A nossa verdadeira formação social se processa de 1532, tendo a família rural ou semi-rural por unidade, famílias constituídas do reino ou constituídas pela união de colonos com mulheres caboclas ou com moças órfãs ou mesmo à toa, mandadas vir de Portugal pelos padres casamenteiros. [...] Vivo e absorvente órgão da formação social brasileira, a família colonial reuniu, sobre a base econômica da riqueza agrícola e do trabalho escravo, uma variedade de funções sociais e econômicas, inclusive a do mando político: o oligarquismo ou nepotismo.

53 “Os senados de Câmara, expressões desse familismo político, cedo limitam o poder dos reis e mais tarde o próprio imperialismo ou, antes, parasitismo econômico, que procura estender o reino às colônias os seus tentáculos absorventes. [...] O português trazia mais a seu favor, e a favor da colônia nova, toda a riqueza e variedade de experiências acumuladas durante o séc. XV na Ásia, na África, na Madeira e em Cabo Verde. Conhecimento de plantas úteis, alimentares” (FREYRE, 2006, p. 81, 84).

Percebe-se que a família, com características rurais e com base agrícola, foi elemento forte na colonização portuguesa. Devido às condições da época, a estabilidade patriarcal da família, a regularidade do trabalho por meio da escravidão, a união do português com a mulher índia, possibilitou a incorporação da cultura econômica e social do invasor. Formou-se na América tropical uma sociedade agrária, com estrutura escravocrata, utilizando-se da técnica de exploração econômica híbrida de índio e mais tarde do negro, na composição da sociedade brasileira (FREYRE, p. 2006, p. 65).

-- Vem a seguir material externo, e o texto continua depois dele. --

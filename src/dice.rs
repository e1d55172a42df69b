//! A single six-sided die.
//!
//! A die holds its last rolled value. Rolling draws from an injected
//! [`RandomSource`]; validation is a separate, explicit step so callers
//! decide when an out-of-range value is an error.

use crate::random::RandomSource;

/// Number of faces on a die.
pub const FACE_COUNT: u8 = 6;

/// The face that converts to a point and removes the die from play.
pub const SCORING_FACE: u8 = 6;

/// The face that moves the die to the next player in seating order.
pub const TRANSFER_FACE: u8 = 1;

/// Error for a die value outside the valid range.
#[derive(Debug, Clone, Copy, PartialEq, Eq, thiserror::Error)]
pub enum DiceError {
    #[error("invalid dice number: {0}")]
    InvalidNumber(u8),
}

/// A six-sided die.
///
/// A value of 0 is the unrolled sentinel and only legal before the
/// first roll; [`Die::validate`] rejects it.
#[derive(Debug, Clone, Copy, PartialEq, Eq, Hash)]
pub struct Die {
    value: u8,
}

impl Die {
    /// Creates a die showing `value`. No validation is performed.
    pub const fn new(value: u8) -> Self {
        Die { value }
    }

    /// Creates a die that has not been rolled yet.
    pub const fn unrolled() -> Self {
        Die { value: 0 }
    }

    /// Returns the face currently showing (0 if never rolled).
    pub const fn value(self) -> u8 {
        self.value
    }

    /// Rolls the die, storing and returning the new face.
    pub fn roll<R: RandomSource>(&mut self, rng: &mut R) -> u8 {
        let draw = rng.next_below(FACE_COUNT as u32);
        self.value = draw as u8 + 1;
        self.value
    }

    /// Checks that the value is a real face, in `[1, 6]`.
    pub fn validate(&self) -> Result<(), DiceError> {
        if self.value == 0 || self.value > FACE_COUNT {
            return Err(DiceError::InvalidNumber(self.value));
        }
        Ok(())
    }
}

impl std::fmt::Display for Die {
    fn fmt(&self, f: &mut std::fmt::Formatter<'_>) -> std::fmt::Result {
        write!(f, "{}", self.value)
    }
}

#[cfg(test)]
mod tests {
    use super::*;
    use crate::random::ScriptedSource;

    #[test]
    fn roll_stores_draw_plus_one() {
        let mut rng = ScriptedSource::new(&[5]);
        let mut die = Die::unrolled();
        assert_eq!(die.roll(&mut rng), 6);
        assert_eq!(die.value(), 6);
    }

    #[test]
    fn roll_stays_in_range() {
        let mut rng = crate::random::SeededSource::new(7);
        let mut die = Die::unrolled();
        for _ in 0..200 {
            let v = die.roll(&mut rng);
            assert!((1..=6).contains(&v), "rolled {}", v);
        }
    }

    #[test]
    fn validate_accepts_faces() {
        for v in 1..=6 {
            assert_eq!(Die::new(v).validate(), Ok(()));
        }
    }

    #[test]
    fn validate_rejects_out_of_range() {
        assert_eq!(
            Die::new(0).validate(),
            Err(DiceError::InvalidNumber(0)),
            "unrolled sentinel is not a valid face"
        );
        assert_eq!(Die::new(7).validate(), Err(DiceError::InvalidNumber(7)));
        assert_eq!(Die::new(10).validate(), Err(DiceError::InvalidNumber(10)));
    }

    #[test]
    fn display_is_bare_value() {
        assert_eq!(Die::new(4).to_string(), "4");
    }
}
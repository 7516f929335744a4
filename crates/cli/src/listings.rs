use std::fmt::Write;

use colored::Colorize;
use launchpad_sdk::{
    num::Converter,
    page::{ListingsStatus, Page, Panel},
    sync::{Severity, Snapshot, SyncEvent},
};
use tabled::{Table, settings::Style};

/// Renders page state: create button, last sync outcome and listings.
pub(crate) fn format(page: &Page, snapshot: &Snapshot, event: &SyncEvent) -> String {
    let mut out = String::new();
    _ = writeln!(out, "{}\n", format!("{:#^120}", " New Listings ").bold().purple());

    if let Some(factory) = snapshot.factory() {
        _ = writeln!(
            out,
            "Chain {} :: Factory {} :: Fee {} ETH :: {}",
            factory.chain_id(),
            factory.address(),
            Converter::ETHER.display(snapshot.fee()),
            factory.instant(),
        );
    }

    let label = page.create_label(snapshot);
    _ = writeln!(
        out,
        "{}",
        if page.can_create(snapshot) { label.green() } else { label.bright_black() }
    );

    let status = event.to_string();
    _ = writeln!(
        out,
        "{}\n",
        match event.severity() {
            Severity::Info => status.bright_black(),
            Severity::Warning => status.yellow(),
            Severity::Error => status.red(),
        }
    );

    match page.listings(snapshot) {
        ListingsStatus::Tokens(tokens) => {
            let mut table = Table::new(tokens);
            table.with(Style::sharp());
            _ = writeln!(out, "{}", table);
        },
        status => {
            _ = writeln!(out, "{}", status);
        },
    }

    for panel in page.panels(snapshot) {
        match panel {
            Panel::Create { factory, fee } => {
                _ = writeln!(
                    out,
                    "\n{} on {} for {} ETH",
                    "Create panel".blue(),
                    factory,
                    Converter::ETHER.display(fee)
                );
            },
            Panel::Trade { token, .. } => {
                _ = writeln!(
                    out,
                    "\n{} {}",
                    "Trade panel".blue(),
                    token.map(|t| t.name()).unwrap_or("-")
                );
            },
        }
    }

    out
}

pub(crate) fn render(page: &Page, snapshot: &Snapshot, event: &SyncEvent) {
    print!("{}", format(page, snapshot, event));
}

Nesse processo de formação da sociedade brasileira também houve a participação intensa dos jesuítas, principalmente do seu sistema uniforme de educação e de moral sobre a sociedade colonial dos séculos XVI e XVII. Esses religiosos contribuíram para articular como educadores, o que eles próprios dispersavam como catequistas e missionários.

O Brasil formou-se com a despreocupação dos seus colonizadores, tanto da unidade quanto a pureza de raça. A colônia esteve escancarada a estrangeiros, só importava às autoridades coloniais que fossem de fé ou religião católica. Freyre citando Sílvio Romero, diz que “no Brasil foram o catecismo dos jesuítas e as Ordenações do Reino que garantiram desde os primórdios a unidade religiosa e a do direito” (2006, p. 92).

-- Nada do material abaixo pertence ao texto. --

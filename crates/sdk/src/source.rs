use alloy::{
    eips::BlockId,
    network::TransactionBuilder,
    primitives::{Address, Bytes, U256},
    providers::Provider,
    rpc::types::TransactionRequest,
};

use crate::{
    abi::Factory::FactoryInstance,
    error::LaunchpadError,
    types::{SaleRecord, StateInstant},
};

/// Read capabilities of the connected chain the synchronization relies on.
///
/// [`RpcSource`] implements it over any alloy [`Provider`], the `testing`
/// module provides an in-memory implementation.
pub trait ChainSource: Send + Sync {
    /// ID of the chain the source is currently attached to.
    fn chain_id(&self) -> impl Future<Output = Result<u64, LaunchpadError>> + Send;

    /// Latest block the subsequent reads can be pinned at.
    fn latest_instant(&self) -> impl Future<Output = Result<StateInstant, LaunchpadError>> + Send;

    /// Deployed code at the address, empty if there is none.
    fn code_at(
        &self,
        address: Address,
        at: BlockId,
    ) -> impl Future<Output = Result<Bytes, LaunchpadError>> + Send;

    /// Untyped `eth_call`.
    fn call_raw(
        &self,
        to: Address,
        input: Bytes,
        at: BlockId,
    ) -> impl Future<Output = Result<Bytes, LaunchpadError>> + Send;

    fn fee(
        &self,
        factory: Address,
        at: BlockId,
    ) -> impl Future<Output = Result<U256, LaunchpadError>> + Send;

    fn total_tokens(
        &self,
        factory: Address,
        at: BlockId,
    ) -> impl Future<Output = Result<U256, LaunchpadError>> + Send;

    fn token_sale(
        &self,
        factory: Address,
        index: U256,
        at: BlockId,
    ) -> impl Future<Output = Result<SaleRecord, LaunchpadError>> + Send;
}

/// [`ChainSource`] backed by JSON-RPC provider.
///
/// It is recommended to setup provider with
/// [`alloy::transports::layers::RetryBackoffLayer`], as synchronization
/// itself never retries.
#[derive(Clone, Debug)]
pub struct RpcSource<P> {
    provider: P,
}

impl<P: Provider + Clone> RpcSource<P> {
    pub fn new(provider: P) -> Self { Self { provider } }

    pub fn provider(&self) -> &P { &self.provider }

    fn factory(&self, address: Address) -> FactoryInstance<P> {
        FactoryInstance::new(address, self.provider.clone())
    }
}

impl<P: Provider + Clone> ChainSource for RpcSource<P> {
    async fn chain_id(&self) -> Result<u64, LaunchpadError> {
        Ok(self.provider.get_chain_id().await?)
    }

    async fn latest_instant(&self) -> Result<StateInstant, LaunchpadError> {
        let block = self
            .provider
            .get_block(BlockId::latest())
            .await?
            .ok_or_else(|| LaunchpadError::read_call("eth_getBlockByNumber", "no latest block"))?;
        Ok(StateInstant::new(block.header.number, block.header.timestamp))
    }

    async fn code_at(&self, address: Address, at: BlockId) -> Result<Bytes, LaunchpadError> {
        Ok(self.provider.get_code_at(address).block_id(at).await?)
    }

    async fn call_raw(
        &self,
        to: Address,
        input: Bytes,
        at: BlockId,
    ) -> Result<Bytes, LaunchpadError> {
        let tx = TransactionRequest::default()
            .with_to(to)
            .with_input(input);
        Ok(self.provider.call(tx).block(at).await?)
    }

    async fn fee(&self, factory: Address, at: BlockId) -> Result<U256, LaunchpadError> {
        self.factory(factory)
            .fee()
            .block(at)
            .call()
            .await
            .map_err(|err| LaunchpadError::read_call("fee", err))
    }

    async fn total_tokens(&self, factory: Address, at: BlockId) -> Result<U256, LaunchpadError> {
        self.factory(factory)
            .totalTokens()
            .block(at)
            .call()
            .await
            .map_err(|err| LaunchpadError::read_call("totalTokens", err))
    }

    async fn token_sale(
        &self,
        factory: Address,
        index: U256,
        at: BlockId,
    ) -> Result<SaleRecord, LaunchpadError> {
        self.factory(factory)
            .getTokenSale(index)
            .block(at)
            .call()
            .await
            .map(SaleRecord::from)
            .map_err(|err| LaunchpadError::read_call("getTokenSale", err))
    }
}

#[cfg(test)]
mod tests {
    use alloy::{
        primitives::{U64, address},
        providers::{ProviderBuilder, RootProvider},
        rpc::types::Block,
        transports::mock::Asserter,
    };
    use alloy_sol_types::SolCall;

    use super::*;
    use crate::{abi::Factory, error::ErrorKind};

    const FACTORY: Address = address!("0x0000000000000000000000000000000000000fac");

    fn source() -> (RpcSource<RootProvider>, Asserter) {
        let asserter = Asserter::new();
        let provider = ProviderBuilder::new()
            .disable_recommended_fillers()
            .connect_mocked_client(asserter.clone());
        (RpcSource::new(provider), asserter)
    }

    fn uint(value: u64) -> Bytes { Bytes::copy_from_slice(&U256::from(value).to_be_bytes::<32>()) }

    #[tokio::test]
    async fn test_chain_id_and_latest_instant() {
        let (source, asserter) = source();
        asserter.push_success(&U64::from(31337));
        assert_eq!(source.chain_id().await.unwrap(), 31337);

        let mut block: Block = Block::default();
        block.header.inner.number = 42;
        block.header.inner.timestamp = 1_700_000_000;
        asserter.push_success(&block);
        assert_eq!(source.latest_instant().await.unwrap(), StateInstant::new(42, 1_700_000_000));
        assert!(asserter.read_q().is_empty());
    }

    #[tokio::test]
    async fn test_latest_instant_without_block() {
        let (source, asserter) = source();
        asserter.push_success(&serde_json::Value::Null);
        let err = source.latest_instant().await.unwrap_err();
        assert!(matches!(err, LaunchpadError::ReadCall { method: "eth_getBlockByNumber", .. }));
    }

    #[tokio::test]
    async fn test_code_and_raw_call() {
        let (source, asserter) = source();
        let at = BlockId::number(42);

        asserter.push_success(&Bytes::from_static(&[0x60, 0x80]));
        assert_eq!(source.code_at(FACTORY, at).await.unwrap(), Bytes::from_static(&[0x60, 0x80]));

        asserter.push_success(&Bytes::new());
        assert!(source.code_at(FACTORY, at).await.unwrap().is_empty());

        asserter.push_success(&uint(500));
        let input = Bytes::from(Factory::feeCall {}.abi_encode());
        assert_eq!(source.call_raw(FACTORY, input, at).await.unwrap(), uint(500));

        asserter.push_failure_msg("header not found");
        let err = source.code_at(FACTORY, at).await.unwrap_err();
        assert_eq!(err.kind(), ErrorKind::Transport);
    }

    #[tokio::test]
    async fn test_typed_factory_reads() {
        let (source, asserter) = source();
        let at = BlockId::number(42);

        asserter.push_success(&uint(500));
        assert_eq!(source.fee(FACTORY, at).await.unwrap(), U256::from(500));

        asserter.push_success(&uint(8));
        assert_eq!(source.total_tokens(FACTORY, at).await.unwrap(), U256::from(8));

        let sale = Factory::TokenSale {
            token: Address::with_last_byte(0x17),
            name: "Token 7".to_string(),
            creator: Address::with_last_byte(0xc0),
            sold: U256::from(7_000),
            raised: U256::from(10u64).pow(U256::from(18)),
            isOpen: true,
        };
        asserter.push_success(&Bytes::from(Factory::getTokenSaleCall::abi_encode_returns(&sale)));
        let record = source.token_sale(FACTORY, U256::from(7), at).await.unwrap();
        assert_eq!(record, SaleRecord::from(sale));
        assert_eq!(record.name, "Token 7");
        assert!(record.is_open);
    }

    #[tokio::test]
    async fn test_factory_read_failures() {
        let (source, asserter) = source();
        let at = BlockId::number(42);

        asserter.push_failure_msg("execution reverted");
        let err = source.fee(FACTORY, at).await.unwrap_err();
        assert!(matches!(err, LaunchpadError::ReadCall { method: "fee", .. }));

        // Return data too short for a `TokenSale`.
        asserter.push_success(&uint(1));
        let err = source.token_sale(FACTORY, U256::ZERO, at).await.unwrap_err();
        assert!(matches!(err, LaunchpadError::ReadCall { method: "getTokenSale", .. }));
    }
}
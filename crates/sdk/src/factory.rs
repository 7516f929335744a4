use alloy::{
    eips::BlockId,
    primitives::{Address, Bytes, U256},
};
use alloy_sol_types::SolCall;

use crate::{
    abi::Factory,
    error::LaunchpadError,
    source::ChainSource,
    types::{SaleIndex, SaleRecord, StateInstant},
};

/// Factory bound to an address verified to carry code on a particular chain.
///
/// Only [`crate::network::verify_deployment`] produces handles, so holding one
/// implies the check passed at [`Self::instant`].
#[derive(Clone, Copy, Debug, PartialEq, Eq, Hash)]
pub struct FactoryHandle {
    chain_id: u64,
    address: Address,
    instant: StateInstant,
}

impl FactoryHandle {
    pub(crate) fn new(chain_id: u64, address: Address, instant: StateInstant) -> Self {
        Self { chain_id, address, instant }
    }

    pub fn chain_id(&self) -> u64 { self.chain_id }

    pub fn address(&self) -> Address { self.address }

    /// Instant the code presence was verified at.
    pub fn instant(&self) -> StateInstant { self.instant }

    /// Read accessor pinned at the verification instant.
    pub fn reader<'a, S: ChainSource>(&'a self, source: &'a S) -> FactoryReader<'a, S> {
        FactoryReader { source, handle: self }
    }
}

/// Typed read-only access to the factory.
pub struct FactoryReader<'a, S> {
    source: &'a S,
    handle: &'a FactoryHandle,
}

impl<'a, S: ChainSource> FactoryReader<'a, S> {
    fn block(&self) -> BlockId { BlockId::number(self.handle.instant.block_number()) }

    /// Listing fee in native currency units.
    pub async fn fee(&self) -> Result<U256, LaunchpadError> {
        self.source.fee(self.handle.address, self.block()).await
    }

    /// Number of sales ever created.
    pub async fn total_tokens(&self) -> Result<U256, LaunchpadError> {
        self.source
            .total_tokens(self.handle.address, self.block())
            .await
    }

    /// Sale created at `index`, which has to be below `total` as returned
    /// by [`Self::total_tokens`].
    pub async fn token_sale(
        &self,
        index: SaleIndex,
        total: U256,
    ) -> Result<SaleRecord, LaunchpadError> {
        let index = U256::from(index);
        if index >= total {
            return Err(LaunchpadError::InvalidArgument(format!(
                "sale index {index} out of range, total {total}"
            )));
        }
        self.source
            .token_sale(self.handle.address, index, self.block())
            .await
    }

    /// Calls `fee()` through untyped `eth_call` and decodes the result.
    ///
    /// Diagnoses ABI mismatches separately from the typed binding.
    pub async fn probe_fee(&self) -> Result<(Bytes, U256), LaunchpadError> {
        let raw = self
            .source
            .call_raw(self.handle.address, Factory::feeCall {}.abi_encode().into(), self.block())
            .await?;
        let fee = Factory::feeCall::abi_decode_returns(&raw)?;
        Ok((raw, fee))
    }
}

Na sociedade brasileira, a questão da alimentação também sofreu influências, devido ao mau regime alimentar decorrente da monocultura. “A mesma economia latifundiária e escravocrata que tornou possível o desenvolvimento econômico do Brasil, sua relativa estabilidade em contraste com as turbulências nos países vizinhos, envenenou-se e perverteu-o nas suas fontes de nutrição e de vida” (FREYRE, 2006, p. 96).

Evidencia-se que, na formação da sociedade brasileira, houve forte influência da cultura europeia, mas com adaptação em alguns aspectos, isto é, à realidade brasileira já existente, o contato com o indígena preexistente e com o africano - os escravos. A vinda dos jesuítas ao Brasil, com o seu sistema jesuítico com bases no modelo europeu de cultura moral e intelectual, agindo sobre as populações indígenas que já possuíam suas crenças e valores, também foi outro ponto de divergência e de adaptações pouco convencionais.

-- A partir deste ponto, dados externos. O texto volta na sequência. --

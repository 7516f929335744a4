//! Listings synchronization.
//!
//! [`Synchronizer::sync`] recomputes the whole published state from chain:
//! network → deployment → code presence → fee → total → listings, and
//! publishes it with a single store write. Read and transport failures leave
//! previously published state intact; a chain without a usable deployment
//! publishes the empty state. Every outcome is recorded as a [`SyncEvent`].
//!
//! Every invocation is tagged with a monotonic sequence number, and results
//! of an invocation are discarded if a later one already published, so
//! overlapping refreshes settle on the most recent one.

use std::{
    collections::VecDeque,
    sync::{
        Mutex, PoisonError,
        atomic::{AtomicU64, Ordering},
    },
    time::Duration,
};

use alloy::primitives::U256;
use futures::{Stream, stream};
use tokio::sync::watch;

use crate::{
    config::{DeploymentConfig, ImageTable, SyncSettings},
    error::{ErrorKind, LaunchpadError},
    factory::FactoryHandle,
    network,
    source::ChainSource,
    types::StateInstant,
    view::{self, Listings},
};

/// State published by the last successful synchronization.
///
/// Factory, fee and listings always originate from the same invocation.
#[derive(Clone, Debug, Default, PartialEq, Eq)]
pub struct Snapshot {
    seq: u64,
    factory: Option<FactoryHandle>,
    fee: U256,
    listings: Listings,
}

impl Snapshot {
    /// Sequence number of the invocation that published the state, 0 if
    /// nothing has been published yet.
    pub fn seq(&self) -> u64 { self.seq }

    /// Verified factory, absent until the first successful synchronization.
    pub fn factory(&self) -> Option<&FactoryHandle> { self.factory.as_ref() }

    pub fn chain_id(&self) -> Option<u64> { self.factory.map(|f| f.chain_id()) }

    /// Instant all published values were read at.
    pub fn instant(&self) -> Option<StateInstant> { self.factory.map(|f| f.instant()) }

    /// Listing fee in native currency units.
    pub fn fee(&self) -> U256 { self.fee }

    pub fn listings(&self) -> &Listings { &self.listings }
}

/// Severity of a [`SyncEvent`].
#[derive(Clone, Copy, Debug, PartialEq, Eq, PartialOrd, Ord, Hash)]
pub enum Severity {
    Info,
    Warning,
    Error,
}

#[derive(Clone, Debug, PartialEq, Eq)]
pub enum SyncOutcome {
    Published { fee: U256, listings: usize },
    Failed { kind: ErrorKind, message: String },
}

/// Diagnostic record of one synchronization.
#[derive(Clone, Debug, PartialEq, Eq)]
pub struct SyncEvent {
    seq: u64,
    outcome: SyncOutcome,
}

impl SyncEvent {
    fn failed(seq: u64, err: &LaunchpadError) -> Self {
        Self { seq, outcome: SyncOutcome::Failed { kind: err.kind(), message: err.to_string() } }
    }

    pub fn seq(&self) -> u64 { self.seq }

    pub fn outcome(&self) -> &SyncOutcome { &self.outcome }

    pub fn is_published(&self) -> bool { matches!(self.outcome, SyncOutcome::Published { .. }) }

    pub fn error_kind(&self) -> Option<ErrorKind> {
        match &self.outcome {
            SyncOutcome::Published { .. } => None,
            SyncOutcome::Failed { kind, .. } => Some(*kind),
        }
    }

    pub fn severity(&self) -> Severity {
        match self.error_kind() {
            None => Severity::Info,
            Some(kind) if kind.is_unavailable() || kind == ErrorKind::Superseded => {
                Severity::Warning
            },
            Some(_) => Severity::Error,
        }
    }
}

impl std::fmt::Display for SyncEvent {
    fn fmt(&self, f: &mut std::fmt::Formatter<'_>) -> std::fmt::Result {
        match &self.outcome {
            SyncOutcome::Published { fee, listings } => {
                write!(f, "sync #{}: published {} listings, fee {}", self.seq, listings, fee)
            },
            SyncOutcome::Failed { kind, message } => {
                write!(f, "sync #{} failed ({}): {}", self.seq, kind, message)
            },
        }
    }
}

/// Read-only view of the published state.
#[derive(Clone, Debug)]
pub struct StoreReader {
    rx: watch::Receiver<Snapshot>,
}

impl StoreReader {
    /// Currently published state.
    pub fn current(&self) -> Snapshot { self.rx.borrow().clone() }

    /// Waits for the next publish. Returns `None` once the synchronizer is
    /// dropped.
    pub async fn changed(&mut self) -> Option<Snapshot> {
        self.rx.changed().await.ok()?;
        Some(self.rx.borrow_and_update().clone())
    }
}

/// Single writer of the published [`Snapshot`].
pub struct Synchronizer<S> {
    source: S,
    config: DeploymentConfig,
    images: ImageTable,
    settings: SyncSettings,
    last_seq: AtomicU64,
    store: watch::Sender<Snapshot>,
    events: Mutex<VecDeque<SyncEvent>>,
}

impl<S: ChainSource> Synchronizer<S> {
    pub fn new(
        source: S,
        config: DeploymentConfig,
        images: ImageTable,
        settings: SyncSettings,
    ) -> Self {
        let (store, _) = watch::channel(Snapshot::default());
        Self {
            source,
            config,
            images,
            settings,
            last_seq: AtomicU64::new(0),
            store,
            events: Mutex::new(VecDeque::with_capacity(settings.event_history)),
        }
    }

    pub fn source(&self) -> &S { &self.source }

    pub fn settings(&self) -> SyncSettings { self.settings }

    /// Currently published state.
    pub fn snapshot(&self) -> Snapshot { self.store.borrow().clone() }

    pub fn subscribe(&self) -> StoreReader { StoreReader { rx: self.store.subscribe() } }

    /// Recent synchronization events, oldest first.
    pub fn events(&self) -> Vec<SyncEvent> {
        self.events
            .lock()
            .unwrap_or_else(PoisonError::into_inner)
            .iter()
            .cloned()
            .collect()
    }

    /// Runs one synchronization and publishes its result unless a later
    /// invocation already did.
    ///
    /// Never fails: errors are logged and returned as a failed
    /// [`SyncEvent`]. Unless the chain turned out to have no deployment, the
    /// published state is left untouched.
    pub async fn sync(&self) -> SyncEvent {
        let seq = self.last_seq.fetch_add(1, Ordering::SeqCst) + 1;
        tracing::debug!(seq, "synchronization started");

        let event = match self.fetch(seq).await.and_then(|snapshot| self.publish(snapshot)) {
            Ok(snapshot) => {
                tracing::info!(
                    seq,
                    chain_id = ?snapshot.chain_id(),
                    fee = %snapshot.fee,
                    listings = snapshot.listings.len(),
                    "synchronization published"
                );
                SyncEvent {
                    seq,
                    outcome: SyncOutcome::Published {
                        fee: snapshot.fee,
                        listings: snapshot.listings.len(),
                    },
                }
            },
            Err(err) => {
                if matches!(err.kind(), ErrorKind::UnsupportedNetwork | ErrorKind::ContractNotDeployed) {
                    self.unbind(seq);
                }
                let event = SyncEvent::failed(seq, &err);
                match event.severity() {
                    Severity::Error => {
                        tracing::error!(seq, kind = %err.kind(), error = %err, "synchronization failed")
                    },
                    _ => tracing::warn!(seq, kind = %err.kind(), error = %err, "synchronization halted"),
                }
                event
            },
        };

        self.record(event.clone());
        event
    }

    /// Stream of synchronizations: the first runs immediately, the following
    /// ones after `interval` each.
    pub fn refreshes<'a, Sl, SFut>(
        &'a self,
        interval: Duration,
        sleep: Sl,
    ) -> impl Stream<Item = SyncEvent> + 'a
    where
        Sl: Fn(Duration) -> SFut + Copy + 'a,
        SFut: Future<Output = ()> + 'a,
    {
        stream::unfold(false, move |started| async move {
            if started {
                sleep(interval).await;
            }
            Some((self.sync().await, true))
        })
    }

    async fn fetch(&self, seq: u64) -> Result<Snapshot, LaunchpadError> {
        let deployment = network::resolve_deployment(&self.source, &self.config).await?;
        let instant = self.source.latest_instant().await?;
        let factory = network::verify_deployment(&self.source, deployment, instant).await?;
        let reader = factory.reader(&self.source);

        match reader.probe_fee().await {
            Ok((raw, fee)) => tracing::debug!(seq, %raw, %fee, "raw fee probe"),
            Err(err) => tracing::warn!(seq, kind = %err.kind(), error = %err, "raw fee probe failed"),
        }

        let fee = reader.fee().await?;
        let total = reader.total_tokens().await?;
        tracing::debug!(seq, %fee, %total, block = instant.block_number(), "read factory state");

        let listings = view::build_listings(total, self.settings.max_listings, &self.images, |index| {
            reader.token_sale(index, total)
        })
        .await?;

        Ok(Snapshot { seq, factory: Some(factory), fee, listings })
    }

    fn publish(&self, snapshot: Snapshot) -> Result<Snapshot, LaunchpadError> {
        let mut latest = 0;
        let published = self.store.send_if_modified(|current| {
            latest = current.seq;
            if snapshot.seq > current.seq {
                *current = snapshot.clone();
                true
            } else {
                false
            }
        });
        if published {
            Ok(snapshot)
        } else {
            Err(LaunchpadError::Superseded { seq: snapshot.seq, latest })
        }
    }

    /// Publishes the empty state: the connected chain has no usable
    /// factory, so nothing read from another chain may stay visible.
    fn unbind(&self, seq: u64) {
        if self.publish(Snapshot { seq, ..Default::default() }).is_ok() {
            tracing::info!(seq, "factory unbound");
        }
    }

    fn record(&self, event: SyncEvent) {
        let mut events = self.events.lock().unwrap_or_else(PoisonError::into_inner);
        if self.settings.event_history == 0 {
            return;
        }
        while events.len() >= self.settings.event_history {
            events.pop_front();
        }
        events.push_back(event);
    }
}

#[cfg(test)]
mod tests {
    use alloy::primitives::{Address, Bytes, address};

    use super::*;
    use crate::testing::{self, MockChain};

    const FACTORY: Address = address!("0x0000000000000000000000000000000000000fac");

    fn synchronizer(chain: &MockChain) -> Synchronizer<MockChain> {
        Synchronizer::new(
            chain.clone(),
            DeploymentConfig::new([(1, FACTORY)]),
            ImageTable::new((0..10).map(|i| format!("img{i}.png")).collect()),
            SyncSettings::default(),
        )
    }

    #[tokio::test]
    async fn test_sync_publishes() {
        let chain = MockChain::new(1)
            .with_factory(FACTORY)
            .with_fee(U256::from(500))
            .with_sales((0..8).map(testing::sale).collect());
        let sync = synchronizer(&chain);

        let event = sync.sync().await;
        assert_eq!(event.outcome(), &SyncOutcome::Published { fee: U256::from(500), listings: 6 });
        assert_eq!(event.severity(), Severity::Info);

        let snapshot = sync.snapshot();
        assert_eq!(snapshot.seq(), 1);
        assert_eq!(snapshot.chain_id(), Some(1));
        assert_eq!(snapshot.factory().unwrap().address(), FACTORY);
        assert_eq!(snapshot.fee(), U256::from(500));
        assert_eq!(snapshot.listings().indices(), vec![7, 6, 5, 4, 3, 2]);
        assert_eq!(chain.sale_indices(), vec![2, 3, 4, 5, 6, 7]);
    }

    #[tokio::test]
    async fn test_publish_rejects_older_sequence() {
        let chain = MockChain::new(1).with_factory(FACTORY);
        let sync = synchronizer(&chain);
        assert!(sync.sync().await.is_published());

        let stale = Snapshot { seq: 1, ..Default::default() };
        let err = sync.publish(stale).unwrap_err();
        assert!(matches!(err, LaunchpadError::Superseded { seq: 1, latest: 1 }));
        assert!(sync.snapshot().factory().is_some());
    }

    #[tokio::test]
    async fn test_event_history_bounded() {
        let chain = MockChain::new(2);
        let sync = Synchronizer::new(
            chain,
            DeploymentConfig::new([(1, FACTORY)]),
            ImageTable::default(),
            SyncSettings { event_history: 2, ..Default::default() },
        );
        for _ in 0..3 {
            sync.sync().await;
        }
        let events = sync.events();
        assert_eq!(events.iter().map(SyncEvent::seq).collect::<Vec<_>>(), vec![2, 3]);
        assert!(events.iter().all(|e| e.error_kind() == Some(ErrorKind::UnsupportedNetwork)));
        assert_eq!(events[0].severity(), Severity::Warning);
    }

    #[tokio::test]
    async fn test_missing_deployment_unbinds_factory() {
        let chain = MockChain::new(1)
            .with_factory(FACTORY)
            .with_fee(U256::from(500))
            .with_sales(vec![testing::sale(0)]);
        let sync = synchronizer(&chain);
        assert!(sync.sync().await.is_published());

        chain.set_code(FACTORY, Bytes::new());
        let event = sync.sync().await;
        assert_eq!(event.error_kind(), Some(ErrorKind::ContractNotDeployed));

        let snapshot = sync.snapshot();
        assert_eq!(snapshot.seq(), 2);
        assert!(snapshot.factory().is_none());
        assert_eq!(snapshot.fee(), U256::ZERO);
        assert!(snapshot.listings().is_empty());
    }

    #[tokio::test]
    async fn test_subscriber_sees_publish() {
        let chain = MockChain::new(1)
            .with_factory(FACTORY)
            .with_sales(vec![testing::sale(0)]);
        let sync = synchronizer(&chain);
        let mut reader = sync.subscribe();
        assert_eq!(reader.current(), Snapshot::default());

        sync.sync().await;
        let snapshot = reader.changed().await.unwrap();
        assert_eq!(snapshot.listings().indices(), vec![0]);
        assert_eq!(reader.current(), sync.snapshot());
    }
}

Percebe-se que no processo de formação da sociedade brasileira sempre esteve presente, em alguns pontos, o equilíbrio, em outros, os antagonismos.

Antagonismos de economia e de cultura. A cultura europeia e a indígena. A europeia e a africana. A africana e a indígena. A economia agrária e a pastoril. A agrária e a mineira. O católico e o herege. O jesuíta e o fazendeiro. O bandeirante e o senhor do engenho. O paulista e o emboaba. O pernambucano e o mascate. O grande proprietário e o pária. O bacharel e o analfabeto. Mas predominando sobre todos os antagonismos, o mais geral e o mais profundo: o senhor e o escravo. (FREYRE, 2006, p. 116).

Esse processo de antagonismos na formação da sociedade brasileira ainda exerce muita influência nos tempos atuais, porque “tomando em conta tais antagonismos de cultura, a flexibilidade, a indecisão, o equilíbrio ou a desarmonia deles resultantes, é que bem se compreende o especialíssimo caráter que tomou a colonização no Brasil, a formação sui generis da sociedade brasileira, igualmente equilibrada nos seus começos e ainda hoje sobre antagonismos” (FREYRE, 2006, p. 69).